Relembramos juntos vários momentos difíceis e recordamos do tempo que
achávamos que isso nunca teria um fim. Até então, não sabia que os
gritos eram direcionados à bebê. Imaginei que ela gritasse com as
paredes, com o marido, com a babá.
Pontualmente, a bebê acorda às 00:30. Suponho que seja para mamar.

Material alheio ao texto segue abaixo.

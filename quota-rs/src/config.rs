use crate::error::{QuotaError, Result};
use serde::{Deserialize, Serialize};
use std::collections::HashMap;
use std::path::Path;

/// Prefix for environment overrides, e.g. `QUOTA__DATABASE__URL`.
pub const ENV_PREFIX: &str = "QUOTA";

#[derive(Debug, Clone, Default, Deserialize, Serialize)]
#[serde(default)]
pub struct Config {
    pub database: DatabaseConfig,
    pub quota: QuotaConfig,
    pub api: ApiConfig,
    pub logging: LoggingConfig,
}

#[derive(Debug, Clone, Deserialize, Serialize)]
#[serde(default)]
pub struct DatabaseConfig {
    pub url: String,
    pub max_connections: u32,
}

#[derive(Debug, Clone, Deserialize, Serialize)]
#[serde(default)]
pub struct QuotaConfig {
    /// Allocation handed to a ledger at first initialization
    pub default_allocated_bytes: i64,
    /// Per-user allocations from account settings, keyed by user id
    pub allocations: HashMap<String, i64>,
    /// Attempts of the check-mutate-commit sequence before giving up
    pub max_retries: u32,
    /// Delay before the first retry; later delays grow by `retry_multiplier`
    pub retry_initial_backoff_ms: u64,
    pub retry_max_backoff_ms: u64,
    pub retry_multiplier: f32,
}

#[derive(Debug, Clone, Deserialize, Serialize)]
#[serde(default)]
pub struct ApiConfig {
    pub listen_addr: String,
}

#[derive(Debug, Clone, Deserialize, Serialize)]
#[serde(default)]
pub struct LoggingConfig {
    pub level: String,
    pub format: String,
}

impl Default for DatabaseConfig {
    fn default() -> Self {
        Self {
            url: "sqlite://quota.db".to_string(),
            max_connections: 5,
        }
    }
}

impl Default for QuotaConfig {
    fn default() -> Self {
        Self {
            default_allocated_bytes: 100 * 1024 * 1024, // 100MB
            allocations: HashMap::new(),
            max_retries: 3,
            retry_initial_backoff_ms: 10,
            retry_max_backoff_ms: 500,
            retry_multiplier: 2.0,
        }
    }
}

impl Default for ApiConfig {
    fn default() -> Self {
        Self {
            listen_addr: "127.0.0.1:8088".to_string(),
        }
    }
}

impl Default for LoggingConfig {
    fn default() -> Self {
        Self {
            level: "info".to_string(),
            format: "pretty".to_string(),
        }
    }
}

impl Config {
    pub fn from_file<P: AsRef<Path>>(path: P) -> Result<Self> {
        let content = std::fs::read_to_string(path).map_err(|e| QuotaError::Config(e.to_string()))?;

        Self::from_toml(&content)
    }

    pub fn from_toml(content: &str) -> Result<Self> {
        let config: Config = toml::from_str(content).map_err(|e| QuotaError::Config(e.to_string()))?;
        config.validate()?;
        Ok(config)
    }

    /// Layer an optional TOML file under `QUOTA__*` environment variables.
    ///
    /// Keys of `[quota.allocations]` are user ids and keep the case they have
    /// in the file.
    pub fn load<P: AsRef<Path>>(path: Option<P>) -> Result<Self> {
        let path: Option<&Path> = path.as_ref().map(|p| p.as_ref());
        let mut builder = config::Config::builder();

        if let Some(path) = path {
            builder = builder.add_source(config::File::from(path).required(false));
        }

        let mut config: Config = builder
            .add_source(config::Environment::with_prefix(ENV_PREFIX).separator("__"))
            .build()?
            .try_deserialize()?;

        if let Some(path) = path.filter(|p| p.exists()) {
            config.restore_allocation_keys(&std::fs::read_to_string(path)?)?;
        }

        config.validate()?;
        Ok(config)
    }

    /// The `config` crate lowercases map keys; put the file's user ids back,
    /// keeping any value an environment variable layered over them.
    fn restore_allocation_keys(&mut self, content: &str) -> Result<()> {
        #[derive(Deserialize, Default)]
        #[serde(default)]
        struct RawFile {
            quota: RawQuota,
        }

        #[derive(Deserialize, Default)]
        #[serde(default)]
        struct RawQuota {
            allocations: HashMap<String, toml::Value>,
        }

        let raw: RawFile = toml::from_str(content).map_err(|e| QuotaError::Config(e.to_string()))?;
        for user in raw.quota.allocations.into_keys() {
            let folded = user.to_lowercase();
            if folded == user {
                continue;
            }
            if let Some(bytes) = self.quota.allocations.remove(&folded) {
                self.quota.allocations.insert(user, bytes);
            }
        }
        Ok(())
    }

    pub fn validate(&self) -> Result<()> {
        if self.quota.default_allocated_bytes <= 0 {
            return Err(QuotaError::Config(
                "quota.default_allocated_bytes must be positive".to_string(),
            ));
        }
        if let Some((user, bytes)) = self.quota.allocations.iter().find(|(_, b)| **b <= 0) {
            return Err(QuotaError::Config(format!(
                "quota.allocations.{} must be positive, got {}",
                user, bytes
            )));
        }
        if self.quota.max_retries == 0 {
            return Err(QuotaError::Config("quota.max_retries must be at least 1".to_string()));
        }
        if self.quota.retry_initial_backoff_ms > self.quota.retry_max_backoff_ms {
            return Err(QuotaError::Config(
                "quota.retry_initial_backoff_ms must not exceed quota.retry_max_backoff_ms".to_string(),
            ));
        }
        if self.quota.retry_multiplier.is_nan() || self.quota.retry_multiplier < 1.0 {
            return Err(QuotaError::Config(format!(
                "quota.retry_multiplier must be at least 1.0, got {}",
                self.quota.retry_multiplier
            )));
        }
        if self.database.max_connections == 0 {
            return Err(QuotaError::Config(
                "database.max_connections must be at least 1".to_string(),
            ));
        }
        Ok(())
    }
}
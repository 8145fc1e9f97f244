//! Query-optimized read tables derived from ledger events
//!
//! - [`synchronizer`]: summary and detail handlers, applied per event in one transaction
//! - [`catch_up`]: replay of events the projections missed
//! - [`types`]: projection rows

pub mod catch_up;
pub mod synchronizer;
pub mod types;

use async_trait::async_trait;
use tokio_util::sync::CancellationToken;

use crate::error::Result;
use crate::event_store::RecordedEvent;

pub use catch_up::CatchUpReport;
pub use synchronizer::{ApplyOutcome, ProjectionSynchronizer};
pub use types::{DeadLetter, StorageDetail, StorageSummary};

/// Receives ledger events right after they are committed, before the
/// originating command returns.
#[async_trait]
pub trait EventHandler: Send + Sync {
    async fn handle(&self, cancel: &CancellationToken, events: &[RecordedEvent]) -> Result<()>;
}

Outro dia, então, não só ouvi os gritos, como pude discernir o que
exatamente aquela mãe estava falando. Mandou a bebê – que não deve ter
seis meses – calar a boca várias vezes. Mandou parar de manha. Uma
adulta mandando uma bebê parar de manha.
E foi isso que me deixou triste, que me fez perder o sono. Muita
gente mostrou preocupação com a mãe, que deve sim estar passando por um
momento difícil, que deve, inclusive, estar com depressão pós-parto. Que
seja. Afinal, sabemos que amor não se impõe nem se decreta. Se
constrói. Mas na hora, naquele momento, só consegui me preocupar com a
criança. E se os gritos forem acompanhados de outras formas de
violência? Liguei as pecinhas e deduzi (veja bem) que há tempos essa
bebezinha recebe ordens para se calar, para lidar sozinha com sua
natural imaturidade. A mãe é adulta e dispõe de vários recursos para
procurar ajuda, mas quais recursos a bebê possui?
Na minha fofoca matinal, escrevi algo sobre não estarmos preparados
emocionalmente para ter filhos: as pessoas querem um filho, mas NÃO
querem passar pelo processo. Querem um filho, mas não querem um parto.

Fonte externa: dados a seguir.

//! Backoff between attempts of a conflicting check-mutate-commit sequence

use backon::{ExponentialBuilder, Retryable};
use std::future::Future;
use std::sync::atomic::{AtomicU32, Ordering};
use std::time::Duration;
use tracing::warn;

use super::context::OperationContext;
use crate::config::QuotaConfig;
use crate::error::{QuotaError, Result};

/// Default bound of the check-mutate-commit retry loop
pub const DEFAULT_MAX_RETRIES: u32 = 3;

/// How often, and how patiently, a conflicting sequence is run again.
#[derive(Debug, Clone, PartialEq)]
pub struct RetryPolicy {
    /// Total attempts, including the first one
    pub max_attempts: u32,
    /// Delay before the first retry
    pub initial_backoff: Duration,
    /// Upper bound of any single delay
    pub max_backoff: Duration,
    pub multiplier: f32,
    /// Randomize delays so racing writers spread out
    pub jitter: bool,
}

impl Default for RetryPolicy {
    fn default() -> Self {
        Self {
            max_attempts: DEFAULT_MAX_RETRIES,
            initial_backoff: Duration::from_millis(10),
            max_backoff: Duration::from_millis(500),
            multiplier: 2.0,
            jitter: true,
        }
    }
}

impl RetryPolicy {
    /// Policy from the `[quota]` section; jitter is always on
    pub fn from_config(config: &QuotaConfig) -> Self {
        Self {
            max_attempts: config.max_retries.max(1),
            initial_backoff: Duration::from_millis(config.retry_initial_backoff_ms),
            max_backoff: Duration::from_millis(config.retry_max_backoff_ms),
            multiplier: config.retry_multiplier,
            jitter: true,
        }
    }

    /// Retry immediately; for tests that race on purpose.
    pub fn immediate(max_attempts: u32) -> Self {
        Self {
            max_attempts: max_attempts.max(1),
            initial_backoff: Duration::ZERO,
            max_backoff: Duration::ZERO,
            multiplier: 1.0,
            jitter: false,
        }
    }

    fn backoff(&self) -> ExponentialBuilder {
        // backon counts retries, not attempts
        let builder = ExponentialBuilder::default()
            .with_min_delay(self.initial_backoff)
            .with_max_delay(self.max_backoff)
            .with_factor(self.multiplier)
            .with_max_times(self.max_attempts.saturating_sub(1) as usize);

        if self.jitter {
            builder.with_jitter()
        } else {
            builder
        }
    }
}

/// Run `operation` until it succeeds, fails with a non-retryable error, or
/// uses up `policy.max_attempts`. Cancelling `ctx` interrupts both an attempt
/// in flight and the delay between attempts.
///
/// Exhausted conflicts surface as [`QuotaError::RetriesExhausted`].
pub async fn with_retry<T, F, Fut>(
    policy: &RetryPolicy,
    ctx: &OperationContext,
    what: &str,
    operation: F,
) -> Result<T>
where
    F: FnMut() -> Fut,
    Fut: Future<Output = Result<T>>,
{
    let retries = AtomicU32::new(0);

    let attempts = operation
        .retry(policy.backoff())
        .sleep(tokio::time::sleep)
        .when(QuotaError::is_retryable)
        .notify(|err: &QuotaError, delay: Duration| {
            let retry = retries.fetch_add(1, Ordering::SeqCst) + 1;
            warn!(
                "{} for {} conflicted (attempt {}/{}), retrying in {}ms: {}",
                what,
                ctx.user_id(),
                retry,
                policy.max_attempts,
                delay.as_millis(),
                err
            );
        });

    match ctx.guard(attempts).await {
        Err(err) if err.is_retryable() => {
            let attempts = retries.load(Ordering::SeqCst) + 1;
            warn!(
                "Giving up on {} for {} after {} attempts",
                what,
                ctx.user_id(),
                attempts
            );
            Err(QuotaError::RetriesExhausted {
                user_id: ctx.user_id().to_string(),
                attempts,
            })
        }
        result => result,
    }
}

#[cfg(test)]
mod tests {
    use super::*;

    fn conflict() -> QuotaError {
        QuotaError::ConcurrencyConflict {
            user_id: "u1".to_string(),
            expected_version: 1,
        }
    }

    #[tokio::test]
    async fn test_retries_until_success() {
        let ctx = OperationContext::new("u1");
        let calls = AtomicU32::new(0);

        let result = with_retry(&RetryPolicy::immediate(3), &ctx, "write", || async {
            if calls.fetch_add(1, Ordering::SeqCst) < 2 {
                return Err(conflict());
            }
            Ok(7)
        })
        .await
        .unwrap();

        assert_eq!(result, 7);
        assert_eq!(calls.load(Ordering::SeqCst), 3);
    }

    #[tokio::test]
    async fn test_exhausted_conflicts_report_attempts() {
        let ctx = OperationContext::new("u1");
        let calls = AtomicU32::new(0);

        let err = with_retry(&RetryPolicy::immediate(4), &ctx, "write", || async {
            calls.fetch_add(1, Ordering::SeqCst);
            Err::<(), _>(conflict())
        })
        .await
        .unwrap_err();

        assert!(matches!(err, QuotaError::RetriesExhausted { attempts: 4, .. }));
        assert_eq!(calls.load(Ordering::SeqCst), 4);
    }

    #[tokio::test]
    async fn test_other_errors_are_not_retried() {
        let ctx = OperationContext::new("u1");
        let calls = AtomicU32::new(0);

        let err = with_retry(&RetryPolicy::immediate(3), &ctx, "write", || async {
            calls.fetch_add(1, Ordering::SeqCst);
            Err::<(), _>(QuotaError::InvalidSize(-1))
        })
        .await
        .unwrap_err();

        assert!(matches!(err, QuotaError::InvalidSize(-1)));
        assert_eq!(calls.load(Ordering::SeqCst), 1);
    }

    #[tokio::test]
    async fn test_cancellation_interrupts_backoff() {
        let ctx = OperationContext::new("u1");
        let policy = RetryPolicy {
            max_attempts: 5,
            initial_backoff: Duration::from_secs(60),
            max_backoff: Duration::from_secs(60),
            multiplier: 1.0,
            jitter: false,
        };

        let cancel = ctx.cancellation().clone();
        tokio::spawn(async move {
            tokio::time::sleep(Duration::from_millis(20)).await;
            cancel.cancel();
        });

        let err = with_retry(&policy, &ctx, "write", || async { Err::<(), _>(conflict()) })
            .await
            .unwrap_err();
        assert!(matches!(err, QuotaError::Cancelled));
    }

    #[test]
    fn test_policy_from_config() {
        let config = QuotaConfig {
            max_retries: 5,
            retry_initial_backoff_ms: 20,
            retry_max_backoff_ms: 800,
            ..Default::default()
        };

        let policy = RetryPolicy::from_config(&config);
        assert_eq!(policy.max_attempts, 5);
        assert_eq!(policy.initial_backoff, Duration::from_millis(20));
        assert_eq!(policy.max_backoff, Duration::from_millis(800));
        assert!(policy.jitter);
    }
}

Optam pela cesárea. Querem um filho, mas não querem amamentar. Optam
pelo leite artificial. Querem um filho, mas não querem cuidar. Contratam
uma babá (que durma no quarto, inclusive). Querem um filho, mas não
querem trabalho na hora de alimentá-lo. Optam pela comida
industrializada. E ainda reclamam.
De fato, não gosto desse coitadismo materno. Somos da geração do
menor esforço, do prazer instantâneo (como o macarrão), do prazer
individual. Não queremos problemas, queremos resultados. A coletividade
nos assusta. O outro não interessa. Agimos como eternos garotos mimados,
num ciclo aparentemente inquebrantável da infantilização da vida
adulta.
“Sentir-se ofendido é uma forma de negação que nossa cultura impôs com grande êxito”, como bem salienta Sergio Sinay.
A maternidade não pode ser vista como satisfação imediata de prazeres
só porque a fantasiamos como um simples exercício de manipulação de um
painel de controle.
Queremos as facilidades.
Dizem, entre sorrisos e músicas alegres nos comerciais da TV, que não
precisamos de regras para criarmos nossos filhos. Como se isso pudesse
ser de alguma forma libertador.
De fato, não precisamos de regras.
Precisamos de compromisso, responsabilidade, cumplicidade e ética.
*Daniele tem 32 anos e é estudante de Direito, mãe da Bia, de 9
anos, e do Otto, de 4, mora em Florianópolis/ SC e é autora do blog Balzaca Materna.